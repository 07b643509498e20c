use std::{env, path::PathBuf, time::Duration};

use tracing::warn;

const DEFAULT_DATABASE_URL: &str = "sqlite://users.db";
const DEFAULT_MAX_AVATAR_BYTES: usize = 5 * 1024 * 1024;

#[derive(Debug, thiserror::Error)]
pub enum ConfigError {
    #[error("Invalid value for {key}: {value}")]
    InvalidValue { key: &'static str, value: String },
    #[error("{0} must be set in production")]
    MissingInProduction(&'static str),
}

/// Process-wide settings, read once at startup.
#[derive(Debug, Clone)]
pub struct AppConfig {
    pub database_url: String,
    pub db_max_connections: u32,
    pub db_acquire_timeout: Duration,
    pub host: String,
    pub port: u16,
    pub avatar_dir: PathBuf,
    pub max_avatar_bytes: usize,
    pub reset_code_ttl: chrono::Duration,
    pub reset_sweep_interval: Duration,
    pub require_reset_token: bool,
}

impl Default for AppConfig {
    fn default() -> Self {
        Self {
            database_url: DEFAULT_DATABASE_URL.to_string(),
            db_max_connections: 5,
            db_acquire_timeout: Duration::from_secs(5),
            host: "127.0.0.1".to_string(),
            port: 8000,
            avatar_dir: PathBuf::from("avatars"),
            max_avatar_bytes: DEFAULT_MAX_AVATAR_BYTES,
            reset_code_ttl: chrono::Duration::minutes(10),
            reset_sweep_interval: Duration::from_secs(60),
            require_reset_token: false,
        }
    }
}

impl AppConfig {
    pub fn from_env() -> Result<Self, ConfigError> {
        let defaults = Self::default();

        let ttl_minutes: i64 = parse_var("RESET_CODE_TTL_MINUTES", 10)?;
        if ttl_minutes <= 0 {
            return Err(ConfigError::InvalidValue {
                key: "RESET_CODE_TTL_MINUTES",
                value: ttl_minutes.to_string(),
            });
        }

        let max_avatar_bytes: usize = parse_var("MAX_AVATAR_BYTES", defaults.max_avatar_bytes)?;
        if max_avatar_bytes == 0 {
            return Err(ConfigError::InvalidValue {
                key: "MAX_AVATAR_BYTES",
                value: "0".to_string(),
            });
        }

        let sweep_secs: u64 = parse_var("RESET_SWEEP_INTERVAL_SECS", 60)?;
        if sweep_secs == 0 {
            return Err(ConfigError::InvalidValue {
                key: "RESET_SWEEP_INTERVAL_SECS",
                value: "0".to_string(),
            });
        }

        Ok(Self {
            database_url: env::var("DATABASE_URL").unwrap_or(defaults.database_url),
            db_max_connections: parse_var("DB_MAX_CONNECTIONS", defaults.db_max_connections)?,
            db_acquire_timeout: Duration::from_secs(parse_var("DB_ACQUIRE_TIMEOUT_SECS", 5)?),
            host: env::var("HOST").unwrap_or(defaults.host),
            port: parse_var("PORT", defaults.port)?,
            avatar_dir: env::var("AVATAR_DIR")
                .map(PathBuf::from)
                .unwrap_or(defaults.avatar_dir),
            max_avatar_bytes,
            reset_code_ttl: chrono::Duration::minutes(ttl_minutes),
            reset_sweep_interval: Duration::from_secs(sweep_secs),
            require_reset_token: env_flag_enabled("RESET_REQUIRE_TOKEN"),
        })
    }

    /// Refuses to start a production deployment that would only log reset
    /// codes instead of mailing them.
    pub fn validate_production(&self) -> Result<(), ConfigError> {
        if current_environment() != "production" {
            return Ok(());
        }

        if env::var("SMTP_HOST").is_err() {
            return Err(ConfigError::MissingInProduction("SMTP_HOST"));
        }

        if !self.require_reset_token {
            warn!("RESET_REQUIRE_TOKEN is disabled; password reset completion trusts the caller");
        }

        Ok(())
    }
}

fn parse_var<T: std::str::FromStr>(key: &'static str, default: T) -> Result<T, ConfigError> {
    match env::var(key) {
        Ok(value) => value
            .trim()
            .parse::<T>()
            .map_err(|_| ConfigError::InvalidValue { key, value }),
        Err(_) => Ok(default),
    }
}

pub fn current_environment() -> String {
    env::var("ENVIRONMENT")
        .unwrap_or_else(|_| "development".to_string())
        .to_lowercase()
}

fn env_flag_enabled(key: &str) -> bool {
    env::var(key)
        .map(|value| matches!(value.to_ascii_lowercase().as_str(), "1" | "true" | "yes" | "on"))
        .unwrap_or(false)
}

---------------

*Work task*.
Lines with "chrono": state how many there are in the records, and nothing more.

*Solution*.
3